Et même, le mariage peut avoir eu pour base l’amour réciproque, et n’en pas moins devenir au bout de très peu de temps un fardeau pour les deux conjoints. C’est que cet amour n’était seulement qu’un désir que la possession a éteint ; et si les deux époux s’étaient donnés librement, avant la légalisation, l’expérience leur ayant prouvé qu’ils n’étaient point faits pour la vie commune, il est fort probable que cette légalisation n’aurait pas eu lieu. Ceci est une preuve en faveur de la nécessité de l’amour libre.

D’un désir l’amour peut naître, mais il n’est jamais possible de l’affirmer. Quand l’amour arrive aux sens après avoir passé par le cœur et le cerveau, il a beaucoup plus de chances de durée ; mais lorsqu’il a pour base le désir sexuel seulement, il risque fort de s’éteindre vite si pendant son existence, il n’a pu gagner le cerveau et le cœur.

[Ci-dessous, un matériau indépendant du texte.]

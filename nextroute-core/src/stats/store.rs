use super::{PairStats, PingStatsEntry, RelayStatsUpdate, Sample};
use crate::{
    defaults::NO_ROUTE_COST,
    pair::{pairs, tri_matrix_index, tri_matrix_length},
    relay::RelayId,
};
use std::{
    collections::{HashMap, hash_map::Entry},
    sync::{Mutex, MutexGuard, PoisonError},
};
use tracing::debug;

/// destination relay -> statistics of the directed pair
type StatsEntry = HashMap<RelayId, PairStats>;
/// source relay -> its entry
type Shard = HashMap<RelayId, StatsEntry>;

/// Concurrent store of directed relay pair statistics
///
/// Entries are sharded by source relay so that updates coming from
/// different relays rarely contend. An update from one relay is applied
/// under a single lock: readers never observe half of it.
///
/// ```
/// # use nextroute_core::{RelayId, RelayStatsPing, RelayStatsUpdate, StatsStore, Sample};
/// # use nextroute_core::defaults::HISTORY_SIZE;
/// let store = StatsStore::new();
/// let a = RelayId::new(1);
/// let b = RelayId::new(2);
/// let report = |from, to, rtt| {
///     store.process_stats(&RelayStatsUpdate {
///         id: from,
///         ping_stats: vec![RelayStatsPing::new(to, rtt, 1.0, 0.0)],
///     })
/// };
///
/// report(a, b, 20.0);
/// report(b, a, 25.0);
/// // new pairs are seeded with the invalid value
/// assert_eq!(store.get_sample(a, b), Sample::INVALID);
///
/// for _ in 0..HISTORY_SIZE {
///     report(a, b, 20.0);
///     report(b, a, 25.0);
/// }
/// assert_eq!(store.get_sample(a, b).rtt, 25.0);
/// ```
#[derive(Debug)]
pub struct StatsStore {
    shards: Box<[Mutex<Shard>]>,
}

impl StatsStore {
    pub const DEFAULT_SHARDS: usize = 16;

    pub fn new() -> Self {
        Self::with_shards(Self::DEFAULT_SHARDS)
    }

    /// Creates a store split in `shards` independently locked parts.
    ///
    /// A value of `0` is treated as `1`.
    pub fn with_shards(shards: usize) -> Self {
        let shards = (0..shards.max(1))
            .map(|_| Mutex::new(Shard::new()))
            .collect();
        Self { shards }
    }

    pub fn num_shards(&self) -> usize {
        self.shards.len()
    }

    fn shard_of(&self, id: RelayId) -> usize {
        (id.into_u64() % self.shards.len() as u64) as usize
    }

    // every critical section leaves the maps consistent, a poisoned
    // lock is still safe to use
    fn lock(&self, id: RelayId) -> MutexGuard<'_, Shard> {
        self.shards[self.shard_of(id)]
            .lock()
            .unwrap_or_else(PoisonError::into_inner)
    }

    fn lock_all(&self) -> Vec<MutexGuard<'_, Shard>> {
        self.shards
            .iter()
            .map(|shard| shard.lock().unwrap_or_else(PoisonError::into_inner))
            .collect()
    }

    /// Records every measurement of `update`, in order.
    ///
    /// A destination seen for the first time is seeded with the invalid
    /// value and its measurement dropped: the pair only becomes usable once
    /// the seed leaves its window.
    pub fn process_stats(&self, update: &RelayStatsUpdate) {
        let source = update.id;
        let mut shard = self.lock(source);

        let entry = shard.entry(source).or_insert_with(|| {
            debug!(relay = %source, "new source relay");
            StatsEntry::new()
        });

        for ping in &update.ping_stats {
            match entry.entry(ping.relay_id) {
                Entry::Occupied(mut pair) => pair.get_mut().observe(ping),
                // the first measurement of a pair is not trusted
                Entry::Vacant(pair) => {
                    debug!(source = %source, destination = %ping.relay_id, "new relay pair");
                    pair.insert(PairStats::seeded());
                }
            }
        }
    }

    fn directed_sample(&self, from: RelayId, to: RelayId) -> Option<Sample> {
        self.lock(from)
            .get(&from)
            .and_then(|entry| entry.get(&to))
            .map(PairStats::sample)
    }

    /// Copy of the statistics measured by `from` towards `to`.
    pub fn get_entry(&self, from: RelayId, to: RelayId) -> Option<PairStats> {
        self.lock(from)
            .get(&from)
            .and_then(|entry| entry.get(&to))
            .cloned()
    }

    /// Worst of both directions of the pair `(a, b)`.
    ///
    /// Returns [`Sample::INVALID`] unless both directions were observed.
    pub fn get_sample(&self, a: RelayId, b: RelayId) -> Sample {
        match (self.directed_sample(a, b), self.directed_sample(b, a)) {
            (Some(ab), Some(ba)) => ab.worst(ba),
            _ => Sample::INVALID,
        }
    }

    /// Triangular cost array for `relay_ids`, indexed like the slice.
    ///
    /// The cost of a pair is its round trip time rounded up, or
    /// [`NO_ROUTE_COST`] when the pair is not [routable](Sample::is_routable):
    /// no valid round trip time below
    /// [`INVALID_ROUTE_VALUE`](crate::defaults::INVALID_ROUTE_VALUE), or jitter or
    /// packet loss above the thresholds.
    pub fn get_costs(&self, relay_ids: &[RelayId], max_jitter: f32, max_packet_loss: f32) -> Vec<i32> {
        let mut costs = vec![NO_ROUTE_COST; tri_matrix_length(relay_ids.len())];

        for (i, j) in pairs(relay_ids.len()) {
            let sample = self.get_sample(relay_ids[i], relay_ids[j]);

            if sample.is_routable(max_jitter, max_packet_loss) {
                costs[tri_matrix_index(i, j)] = sample.rtt.ceil() as i32;
            }
        }

        costs
    }

    /// One entry per unordered pair of source relays, in triangular order
    /// of the ascending source relay ids.
    ///
    /// The entries are computed from a consistent copy of the store.
    pub fn extract_ping_stats(
        &self,
        max_jitter: f32,
        max_packet_loss: f32,
        instance_id: &str,
        debug: bool,
    ) -> Vec<PingStatsEntry> {
        let snapshot = self.make_copy();
        let ids = snapshot.source_ids();

        let mut entries = Vec::with_capacity(tri_matrix_length(ids.len()));
        for (i, j) in pairs(ids.len()) {
            let sample = snapshot.get_sample(ids[i], ids[j]);

            entries.push(PingStatsEntry {
                relay_a: ids[i],
                relay_b: ids[j],
                rtt: sample.rtt,
                jitter: sample.jitter,
                packet_loss: sample.packet_loss,
                routable: sample.is_routable(max_jitter, max_packet_loss),
                instance_id: instance_id.to_owned(),
                debug,
            });
        }

        entries
    }

    /// Sorted ids of every relay that reported statistics.
    pub fn source_ids(&self) -> Vec<RelayId> {
        let mut ids: Vec<RelayId> = self
            .lock_all()
            .iter()
            .flat_map(|shard| shard.keys().copied().collect::<Vec<_>>())
            .collect();
        ids.sort_unstable();
        ids
    }

    /// Removes everything `relay_id` reported. Returns `false` if the relay
    /// was unknown.
    pub fn delete_entry(&self, relay_id: RelayId) -> bool {
        let removed = self.lock(relay_id).remove(&relay_id).is_some();
        if removed {
            debug!(relay = %relay_id, "relay removed from stats store");
        }
        removed
    }

    /// Deep copy of the store.
    ///
    /// All the shards are locked for the duration of the copy so the
    /// copy never holds half of an update.
    pub fn make_copy(&self) -> Self {
        let shards = self
            .lock_all()
            .iter()
            .map(|shard| Mutex::new(Shard::clone(shard)))
            .collect();
        Self { shards }
    }

    /// Number of relays that reported statistics.
    pub fn len(&self) -> usize {
        self.lock_all().iter().map(|shard| shard.len()).sum()
    }

    pub fn is_empty(&self) -> bool {
        self.len() == 0
    }
}

impl Default for StatsStore {
    fn default() -> Self {
        Self::new()
    }
}
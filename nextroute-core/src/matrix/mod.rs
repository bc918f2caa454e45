//! Versioned snapshots of the relay topology.
//!
//! A [`CostMatrix`] carries the cost of every relay pair, a
//! [`RouteMatrix`] carries up to [`MAX_ROUTES_PER_ENTRY`] candidate routes
//! for every relay pair. Both are immutable once built: they are encoded
//! once into a [`ResponseCache`] and the cached bytes are served to every
//! reader until a new matrix replaces them.
//!
//! [`MAX_ROUTES_PER_ENTRY`]: crate::defaults::MAX_ROUTES_PER_ENTRY

mod analysis;
mod cache;
mod cost_matrix;
mod encoding;
mod route_entry;
mod route_matrix;
mod topology;

pub use self::{
    analysis::MatrixAnalysis,
    cache::ResponseCache,
    cost_matrix::{COST_MATRIX_BINARY_VERSION, COST_MATRIX_V1, COST_MATRIX_VERSION, CostMatrix},
    encoding::MatrixError,
    route_entry::{CandidateRoute, RouteEntry, RouteSet, route_hash32},
    route_matrix::{ROUTE_MATRIX_VERSION, RouteMatrix},
    topology::Topology,
};
use std::time::Duration;

/// `true` once `created_at + stale < now`, all in seconds.
///
/// ```
/// # use nextroute_core::matrix::is_stale;
/// # use std::time::Duration;
/// assert!(!is_stale(100, Duration::from_secs(30), 130));
/// assert!(is_stale(100, Duration::from_secs(30), 131));
/// ```
pub fn is_stale(created_at: u64, stale: Duration, now: u64) -> bool {
    created_at.saturating_add(stale.as_secs()) < now
}

fn check_version(version: u32, supported: u32) -> Result<(), MatrixError> {
    if version == supported {
        Ok(())
    } else {
        Err(MatrixError::UnsupportedVersion { version })
    }
}
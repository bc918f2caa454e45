use std::time::Duration;

/// Sentinel used for any metric that has no usable measurement.
///
/// It is larger than any plausible round trip time so that it always
/// compares as worse than a real measurement.
///
/// ```
/// # use nextroute_core::defaults::*;
/// assert_eq!(INVALID_ROUTE_VALUE as i32, INVALID_ROUTE_COST);
/// ```
pub const INVALID_ROUTE_VALUE: f32 = 10_000.0;

/// [`INVALID_ROUTE_VALUE`] as the upper bound of an encoded cost.
pub const INVALID_ROUTE_COST: i32 = 10_000;

/// Cost of a relay pair that cannot be routed.
pub const NO_ROUTE_COST: i32 = -1;

/// Number of samples kept per metric and per directed relay pair
///
/// Relays report once per second, this is five minutes of history.
pub const HISTORY_SIZE: usize = 300;

/// Maximum number of candidate routes kept for one relay pair.
pub const MAX_ROUTES_PER_ENTRY: usize = 16;

/// Maximum number of relays in one route.
pub const MAX_RELAYS_PER_ROUTE: usize = 5;

/// Maximum length, in bytes, of a relay display name.
pub const MAX_RELAY_NAME_LENGTH: usize = 63;

/// Speed of light in vacuum, in kilometres per second.
pub const SPEED_OF_LIGHT_KM_PER_SEC: f64 = 299_792.458;

/// Mean radius of the earth used by the haversine formula, in kilometres.
pub const EARTH_RADIUS_KM: f64 = 6371.0;

/// Near relays further than this from the source are not considered
/// during the source side pass.
pub const DEFAULT_NEAR_RELAY_MAX_DISTANCE_KM: i64 = 2500;

/// Extra latency, in milliseconds, a near relay may add on top of the
/// direct latency.
pub const DEFAULT_NEAR_RELAY_LATENCY_THRESHOLD_MS: f32 = 30.0;

/// Factor applied to the speed of light bound through a near relay.
pub const DEFAULT_NEAR_RELAY_LATENCY_SCALE: f32 = 1.5;

/// Default age after which a published matrix is no longer trusted.
///
/// ```
/// # use nextroute_core::defaults::*;
/// assert_eq!(DEFAULT_STALE_DURATION.as_secs(), 30);
/// ```
pub const DEFAULT_STALE_DURATION: Duration = Duration::from_secs(30);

Enfin — puisque je fais une étude analytique, je dois aller jusqu’au fond de la vérité je dirai que le désir sexuel seul peut unir fort longtemps deux êtres sans jamais faire naître l’amour complet.

Un homme et une femme peuvent avoir des relations intimes, sans jamais être rapprochés par autre chose que ce désir sexuel. Leurs sentiments et leurs pensées peuvent être en parfait désaccord, alors que leurs chairs vibrent à l’unisson.

Et ceci — je tiens bien à le faire observer — ne peut en aucune façon être comparé à la prostitution, puisque le sentiment qui rapproche ces deux individus — quoique exclusivement sensuel - est sincère de part et d’autre. Il ne peut y avoir de prostitution que là où il y a vente, contrainte, ignorance ou passivité. Là n’est pas le cas, puisque les deux amants sont attirés l’un vers l’autre par une même sensation, et qu’ils éprouvent plaisir et satisfaction dans la liaison librement acceptée de part et d’autre.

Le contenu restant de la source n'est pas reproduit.